◆ **WHAT TO DO**
Determine the number of lines in these entries that hold the word "impl". Give the number and nothing more.

⁂

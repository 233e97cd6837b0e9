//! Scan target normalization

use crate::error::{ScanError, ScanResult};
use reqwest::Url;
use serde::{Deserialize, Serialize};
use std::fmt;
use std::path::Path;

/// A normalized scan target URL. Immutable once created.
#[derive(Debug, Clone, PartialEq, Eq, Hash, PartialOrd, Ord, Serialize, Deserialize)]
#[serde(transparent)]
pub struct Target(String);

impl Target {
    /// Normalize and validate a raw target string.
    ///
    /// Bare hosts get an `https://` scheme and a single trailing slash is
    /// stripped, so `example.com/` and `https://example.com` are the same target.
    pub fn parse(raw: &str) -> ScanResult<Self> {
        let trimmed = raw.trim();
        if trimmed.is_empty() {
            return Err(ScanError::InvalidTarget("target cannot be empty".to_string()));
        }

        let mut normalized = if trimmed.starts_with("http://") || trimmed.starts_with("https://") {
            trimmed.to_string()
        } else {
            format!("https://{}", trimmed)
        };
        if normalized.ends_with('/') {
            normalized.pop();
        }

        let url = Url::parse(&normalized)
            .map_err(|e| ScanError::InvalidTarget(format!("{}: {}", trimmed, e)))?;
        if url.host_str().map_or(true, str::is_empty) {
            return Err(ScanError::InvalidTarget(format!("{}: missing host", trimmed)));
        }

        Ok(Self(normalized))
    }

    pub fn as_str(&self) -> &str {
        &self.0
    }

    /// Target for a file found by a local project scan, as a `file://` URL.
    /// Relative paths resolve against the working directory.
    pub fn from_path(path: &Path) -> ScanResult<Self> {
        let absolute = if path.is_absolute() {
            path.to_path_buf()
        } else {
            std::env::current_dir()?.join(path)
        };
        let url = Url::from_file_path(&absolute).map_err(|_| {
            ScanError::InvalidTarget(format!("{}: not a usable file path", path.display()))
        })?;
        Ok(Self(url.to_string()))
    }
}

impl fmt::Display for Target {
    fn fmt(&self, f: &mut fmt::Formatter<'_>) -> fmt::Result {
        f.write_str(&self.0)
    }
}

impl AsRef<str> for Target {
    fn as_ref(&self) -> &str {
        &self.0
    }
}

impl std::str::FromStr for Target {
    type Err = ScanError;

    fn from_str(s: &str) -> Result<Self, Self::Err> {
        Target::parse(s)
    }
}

⁂

◆ **OUTPUT BELOW**
4